Riportate in vita con la tecnica della clonazione le cellule del mammut Yuka, vissuto 28.000 anni fa in Siberia e scoperto nel 2010. Isolate da midollo osseo e muscoli dell’animale e trasferite nell’ovocita di un topo, strutture cellulari simili al nucleo sono tornate a essere attive. Pubblicato sulla rivista Science Reports, il risultato si deve ai ricercatori guidati da Akira Iritani della giapponese Kindai University.
I resti del mammut Yuka (fonte: Cyclonaut/Wikimedia Commons/CC BY-SA 4.0)
Per risvegliare le cellule di questo animale, i cui resti si erano conservati quasi intatti nel suolo ghiacciato siberiano, è stata utilizzata una tecnica analoga a quella con cui è stata clonata la pecora Dolly.

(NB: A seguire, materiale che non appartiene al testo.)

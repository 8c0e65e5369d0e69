// SPDX-License-Identifier: GPL-3.0-only

//! Integration tests for configuration module

use obscura::Config;
use obscura::app::{PermissionState, PermissionStatus};
use obscura::constants::PlatformFamily;
use std::path::PathBuf;

#[test]
fn test_config_default() {
    let config = Config::default();

    assert_eq!(config.platform, PlatformFamily::current());
    assert!(!config.shutter_sound, "Shutter sound should be off by default");
    assert_eq!(
        config.permissions,
        PermissionState::granted(),
        "Default config should not block the session"
    );
}

#[test]
fn test_config_partial_json_keeps_defaults() {
    let config = Config::from_json(r#"{ "platform": "android" }"#).unwrap();

    assert_eq!(config.platform, PlatformFamily::Android);
    assert_eq!(config.window, Config::default().window);
}

#[test]
fn test_config_permissions_from_json() {
    let config = Config::from_json(
        r#"{ "permissions": { "camera": "granted", "microphone": "denied" } }"#,
    )
    .unwrap();

    assert_eq!(config.permissions.camera, PermissionStatus::Granted);
    assert_eq!(config.permissions.microphone, PermissionStatus::Denied);
}

#[test]
fn test_config_invalid_json_is_error() {
    assert!(Config::from_json("{ not json").is_err());
}

#[test]
fn test_config_missing_file_yields_defaults() {
    let path = PathBuf::from("/nonexistent/obscura/config.json");
    let config = Config::load_from(&path).unwrap();
    assert_eq!(config, Config::default());
}

#[test]
fn test_config_directory_overrides() {
    let config = Config::from_json(
        r#"{ "photo_directory": "/tmp/gallery", "capture_directory": "/tmp/captures" }"#,
    )
    .unwrap();

    assert_eq!(config.photo_directory(), PathBuf::from("/tmp/gallery"));
    assert_eq!(config.capture_directory(), PathBuf::from("/tmp/captures"));
}
// SPDX-License-Identifier: GPL-3.0-only

//! User configuration
//!
//! Read once at start-up from `<config dir>/obscura/config.json`. The file
//! is never written back by the application: capture parameters always
//! start from device defaults.

use crate::app::permissions::PermissionState;
use crate::constants::{PlatformFamily, app_info};
use crate::errors::{AppError, AppResult};
use serde::{Deserialize, Serialize};
use std::path::{Path, PathBuf};
use tracing::{debug, info};

/// Logical window size used for layout when no real window exists
#[derive(Debug, Clone, Copy, PartialEq, Serialize, Deserialize)]
pub struct WindowSize {
    pub width: f64,
    pub height: f64,
}

impl Default for WindowSize {
    fn default() -> Self {
        // Typical phone portrait viewport
        Self {
            width: 390.0,
            height: 844.0,
        }
    }
}

#[derive(Debug, Clone, PartialEq, Serialize, Deserialize)]
#[serde(default)]
pub struct Config {
    /// Platform family deciding the exposure option set
    pub platform: PlatformFamily,
    /// Gallery directory photos are saved into from the review screen
    pub photo_directory: Option<PathBuf>,
    /// Directory the camera writes fresh captures to
    pub capture_directory: Option<PathBuf>,
    /// Play the shutter sound on capture
    pub shutter_sound: bool,
    /// Logical window size for the `layout` command
    pub window: WindowSize,
    /// Permission snapshot reported by the built-in permission source
    pub permissions: PermissionState,
}

impl Default for Config {
    fn default() -> Self {
        Self {
            platform: PlatformFamily::current(),
            photo_directory: None,
            capture_directory: None,
            shutter_sound: false,
            window: WindowSize::default(),
            permissions: PermissionState::granted(),
        }
    }
}

impl Config {
    /// Default location of the config file
    pub fn default_path() -> Option<PathBuf> {
        dirs::config_dir().map(|dir| dir.join(app_info::APP_NAME).join("config.json"))
    }

    /// Load from the default location, falling back to defaults when absent
    pub fn load() -> AppResult<Self> {
        match Self::default_path() {
            Some(path) => Self::load_from(&path),
            None => {
                debug!("No config directory on this system, using defaults");
                Ok(Self::default())
            }
        }
    }

    /// Load from a file; a missing file yields the defaults
    pub fn load_from(path: &Path) -> AppResult<Self> {
        let text = match std::fs::read_to_string(path) {
            Ok(text) => text,
            Err(e) if e.kind() == std::io::ErrorKind::NotFound => {
                debug!(path = %path.display(), "Config file not found, using defaults");
                return Ok(Self::default());
            }
            Err(e) => return Err(AppError::Config(format!("{}: {}", path.display(), e))),
        };
        let config = Self::from_json(&text)?;
        info!(path = %path.display(), "Loaded configuration");
        Ok(config)
    }

    pub fn from_json(text: &str) -> AppResult<Self> {
        serde_json::from_str(text).map_err(AppError::from)
    }

    /// Gallery directory, defaulting to `<Pictures>/obscura`
    pub fn photo_directory(&self) -> PathBuf {
        self.photo_directory.clone().unwrap_or_else(|| {
            dirs::picture_dir()
                .or_else(dirs::home_dir)
                .unwrap_or_else(|| PathBuf::from("."))
                .join(app_info::APP_NAME)
        })
    }

    /// Capture directory, defaulting to `<cache>/obscura/captures`
    pub fn capture_directory(&self) -> PathBuf {
        self.capture_directory.clone().unwrap_or_else(|| {
            dirs::cache_dir()
                .unwrap_or_else(std::env::temp_dir)
                .join(app_info::APP_NAME)
                .join("captures")
        })
    }

    /// Log file used while the terminal UI owns the screen
    pub fn log_file(&self) -> PathBuf {
        dirs::cache_dir()
            .unwrap_or_else(std::env::temp_dir)
            .join(app_info::APP_NAME)
            .join("obscura.log")
    }
}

C’è comunque ancora tanta strada da fare prima di ottenere una rinascita in stile Jurassic Park di questa specie, estinta circa 4.000 anni fa. Né è questo l’obiettivo dei ricercatori, interessati a studiare le caratteristiche e le potenzialità di cellule così antiche.

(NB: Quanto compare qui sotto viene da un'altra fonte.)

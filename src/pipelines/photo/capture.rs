// SPDX-License-Identifier: GPL-3.0-only

//! Photo capture from an opened camera
//!
//! Capture is a single-slot operation: [`CapturePipeline::begin`] claims the
//! slot and hands out a [`PhotoJob`], and [`CapturePipeline::finish`] releases
//! it with the job's result. Jobs cannot be cancelled once issued.

use super::{CapturedMedia, MediaKind};
use crate::app::parameters::CaptureParameters;
use crate::backends::camera::{BackendError, CameraHandle, PhotoFile, PhotoOptions};
use crate::errors::CaptureError;
use std::sync::Arc;
use std::time::{Duration, Instant};
use tracing::{debug, error, info, warn};

/// Upper bound for a single hardware capture
pub const CAPTURE_TIMEOUT: Duration = Duration::from_secs(10);

/// Capture slot state machine
#[derive(Debug, Default)]
pub enum CaptureState {
    /// Ready to capture
    #[default]
    Idle,
    /// A job was issued and has not reported back yet
    InFlight {
        /// When the job was issued
        started: Instant,
    },
}

impl CaptureState {
    pub fn is_in_flight(&self) -> bool {
        matches!(self, CaptureState::InFlight { .. })
    }
}

/// A capture issued to the hardware
///
/// Owns everything it needs so it can run on any executor. Dropping the
/// future does not abort the hardware capture; there is no cancel.
pub struct PhotoJob {
    camera: Arc<dyn CameraHandle>,
    options: PhotoOptions,
}

impl std::fmt::Debug for PhotoJob {
    fn fmt(&self, f: &mut std::fmt::Formatter<'_>) -> std::fmt::Result {
        f.debug_struct("PhotoJob")
            .field("device", &self.camera.device().name)
            .field("options", &self.options)
            .finish()
    }
}

impl PhotoJob {
    pub fn options(&self) -> PhotoOptions {
        self.options
    }

    /// Run the capture to completion
    pub async fn run(self) -> Result<PhotoFile, CaptureError> {
        info!(flash = ?self.options.flash, "Taking photo...");
        match tokio::time::timeout(CAPTURE_TIMEOUT, self.camera.take_photo(self.options)).await {
            Ok(result) => result.map_err(CaptureError::from),
            Err(_) => {
                warn!(timeout_s = CAPTURE_TIMEOUT.as_secs(), "No photo before the timeout");
                Err(BackendError::Timeout.into())
            }
        }
    }
}

/// Photo capture handler
pub struct CapturePipeline {
    state: CaptureState,
    enable_shutter_sound: bool,
}

impl CapturePipeline {
    pub fn new(enable_shutter_sound: bool) -> Self {
        Self {
            state: CaptureState::Idle,
            enable_shutter_sound,
        }
    }

    pub fn is_capturing(&self) -> bool {
        self.state.is_in_flight()
    }

    /// Claim the capture slot and build the job for the current parameters
    ///
    /// Fails without side effects when a capture is already running or no
    /// camera is bound.
    pub fn begin(
        &mut self,
        camera: Option<&Arc<dyn CameraHandle>>,
        params: &CaptureParameters,
    ) -> Result<PhotoJob, CaptureError> {
        if self.state.is_in_flight() {
            warn!("Capture requested while another is in flight");
            return Err(CaptureError::CaptureInProgress);
        }
        let Some(camera) = camera else {
            error!(error = %CaptureError::CameraRefMissing, "Failed to take photo!");
            return Err(CaptureError::CameraRefMissing);
        };

        self.state = CaptureState::InFlight {
            started: Instant::now(),
        };
        Ok(PhotoJob {
            camera: Arc::clone(camera),
            options: params.photo_options(self.enable_shutter_sound),
        })
    }

    /// Release the slot with the result of the issued job
    ///
    /// Returns `None` for a result that arrives while no capture is in
    /// flight, so each capture produces at most one handoff.
    pub fn finish(
        &mut self,
        result: Result<PhotoFile, CaptureError>,
    ) -> Option<Result<CapturedMedia, CaptureError>> {
        let CaptureState::InFlight { started } = std::mem::take(&mut self.state) else {
            warn!("Ignoring capture result with no capture in flight");
            return None;
        };

        let elapsed_ms = started.elapsed().as_millis() as u64;
        Some(match result {
            Ok(photo) => {
                info!(path = %photo.path.display(), elapsed_ms, "Photo captured");
                Ok(CapturedMedia {
                    path: photo.path.to_string_lossy().into_owned(),
                    kind: MediaKind::Photo,
                })
            }
            Err(e) => {
                error!(error = %e, elapsed_ms, "Failed to take photo!");
                Err(e)
            }
        })
    }

    /// Begin, run and finish a capture in one call
    pub async fn capture(
        &mut self,
        camera: Option<&Arc<dyn CameraHandle>>,
        params: &CaptureParameters,
    ) -> Result<CapturedMedia, CaptureError> {
        let job = self.begin(camera, params)?;
        let result = job.run().await;
        debug!(ok = result.is_ok(), "Capture job returned");
        self.finish(result)
            .unwrap_or(Err(CaptureError::CaptureInProgress))
    }
}

impl Default for CapturePipeline {
    fn default() -> Self {
        Self::new(false)
    }
}

#[cfg(test)]
mod tests {
    use super::*;
    use crate::backends::camera::{
        BackendResult, CameraDevice, CameraFacing, FlashMode, PreviewSettings,
    };
    use futures::FutureExt;
    use futures::future::{self, BoxFuture};
    use std::path::PathBuf;
    use std::sync::Mutex;

    struct ScriptedCamera {
        device: CameraDevice,
        /// `None` leaves the capture pending forever
        result: Option<BackendResult<PhotoFile>>,
        last_options: Mutex<Option<PhotoOptions>>,
    }

    impl ScriptedCamera {
        fn new(result: BackendResult<PhotoFile>) -> Arc<Self> {
            Self::scripted(Some(result))
        }

        fn stalled() -> Arc<Self> {
            Self::scripted(None)
        }

        fn scripted(result: Option<BackendResult<PhotoFile>>) -> Arc<Self> {
            Arc::new(Self {
                device: CameraDevice {
                    id: "scripted".into(),
                    name: "Scripted".into(),
                    facing: CameraFacing::Back,
                    neutral_zoom: 1.0,
                    formats: vec![],
                },
                result,
                last_options: Mutex::new(None),
            })
        }
    }

    impl CameraHandle for ScriptedCamera {
        fn device(&self) -> &CameraDevice {
            &self.device
        }

        fn bind_preview(&self, _settings: PreviewSettings) -> BackendResult<()> {
            Ok(())
        }

        fn take_photo(&self, options: PhotoOptions) -> BoxFuture<'_, BackendResult<PhotoFile>> {
            *self.last_options.lock().unwrap() = Some(options);
            match self.result.clone() {
                Some(result) => future::ready(result).boxed(),
                None => future::pending().boxed(),
            }
        }
    }

    fn photo(path: &str) -> PhotoFile {
        PhotoFile {
            path: PathBuf::from(path),
            width: 4,
            height: 3,
        }
    }

    fn params() -> CaptureParameters {
        CaptureParameters::new(1.0, CameraFacing::Back)
    }

    #[tokio::test]
    async fn test_capture_success_produces_photo_media() {
        let camera: Arc<dyn CameraHandle> = ScriptedCamera::new(Ok(photo("/tmp/img1.jpg")));
        let mut pipeline = CapturePipeline::default();

        let media = pipeline.capture(Some(&camera), &params()).await.unwrap();
        assert_eq!(
            media,
            CapturedMedia {
                path: "/tmp/img1.jpg".into(),
                kind: MediaKind::Photo
            }
        );
        assert!(!pipeline.is_capturing());
    }

    #[tokio::test]
    async fn test_missing_camera_is_reported() {
        let mut pipeline = CapturePipeline::default();
        let result = pipeline.capture(None, &params()).await;
        assert_eq!(result, Err(CaptureError::CameraRefMissing));
        assert!(!pipeline.is_capturing());
    }

    #[tokio::test]
    async fn test_hardware_failure_releases_slot() {
        let camera: Arc<dyn CameraHandle> =
            ScriptedCamera::new(Err(BackendError::CaptureRejected("busy".into())));
        let mut pipeline = CapturePipeline::default();

        let result = pipeline.capture(Some(&camera), &params()).await;
        assert!(matches!(result, Err(CaptureError::CaptureHardwareFailure(_))));
        assert!(!pipeline.is_capturing());
    }

    #[tokio::test(start_paused = true)]
    async fn test_stalled_capture_times_out() {
        let camera: Arc<dyn CameraHandle> = ScriptedCamera::stalled();
        let mut pipeline = CapturePipeline::default();

        let result = pipeline.capture(Some(&camera), &params()).await;
        assert_eq!(
            result,
            Err(CaptureError::CaptureHardwareFailure(
                BackendError::Timeout.to_string()
            ))
        );
        assert!(!pipeline.is_capturing());
    }

    #[test]
    fn test_second_begin_while_in_flight_is_rejected() {
        let camera: Arc<dyn CameraHandle> = ScriptedCamera::new(Ok(photo("/tmp/a.jpg")));
        let mut pipeline = CapturePipeline::default();

        let _job = pipeline.begin(Some(&camera), &params()).unwrap();
        assert!(pipeline.is_capturing());
        assert_eq!(
            pipeline.begin(Some(&camera), &params()).unwrap_err(),
            CaptureError::CaptureInProgress
        );
    }

    #[test]
    fn test_stale_result_is_ignored() {
        let mut pipeline = CapturePipeline::default();
        assert!(pipeline.finish(Ok(photo("/tmp/a.jpg"))).is_none());
    }

    #[tokio::test]
    async fn test_job_passes_flash_and_shutter_sound() {
        let scripted = ScriptedCamera::new(Ok(photo("/tmp/a.jpg")));
        let camera: Arc<dyn CameraHandle> = scripted.clone();
        let mut pipeline = CapturePipeline::new(true);
        let mut params = params();
        params.set_flash(FlashMode::On);

        let job = pipeline.begin(Some(&camera), &params).unwrap();
        job.run().await.unwrap();

        let options = scripted.last_options.lock().unwrap().unwrap();
        assert_eq!(options.flash, FlashMode::On);
        assert!(options.enable_shutter_sound);
    }
}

L’approccio seguito in questa ricerca “può chiarire aspetti della biologia molecolare di base di queste cellule, ma non può portare alla clonazione di un mammut, prima di tutto perché è troppo lontana la parentela tra roditori e mammut”, ha osservato il direttore del Laboratorio di Biologia dello Sviluppo dell’Università di Pavia, Carlo Alberto Redi.
Nell’esperimento i ricercatori hanno estratto le cellule dai resti di Yuka ottenendo 88 nuclei, ossia le strutture nelle quali è racchiuso il Dna; quindi hanno trasferito i nuclei in altrettanti ovociti di topo privati del loro nucleo originario. In questo nuovo ambiente, i nuclei delle cellule del mammut si sono risvegliate, mostrando i segni di attività che precedono la divisione cellulare.
La piena attivazione dei nuclei per la divisione cellulare, e quindi per la formazione di un organismo, non è comunque avvenuta perché i nuclei non erano del tutto integri e questo, hanno rilevato gli autori della ricerca, mostra che è ancora presto per clonare il mammut con questa tecnica e che a tal fine è cruciale isolare cellule meno danneggiate.Tuttavia, concludono i ricercatori, lo studio dimostra che “i nuclei cellulari prelevati dai tessuti del mammut si sono, almeno in parte, conservati anche dopo 28.000 anni e che la loro attività cellulare può ancora essere risvegliata”.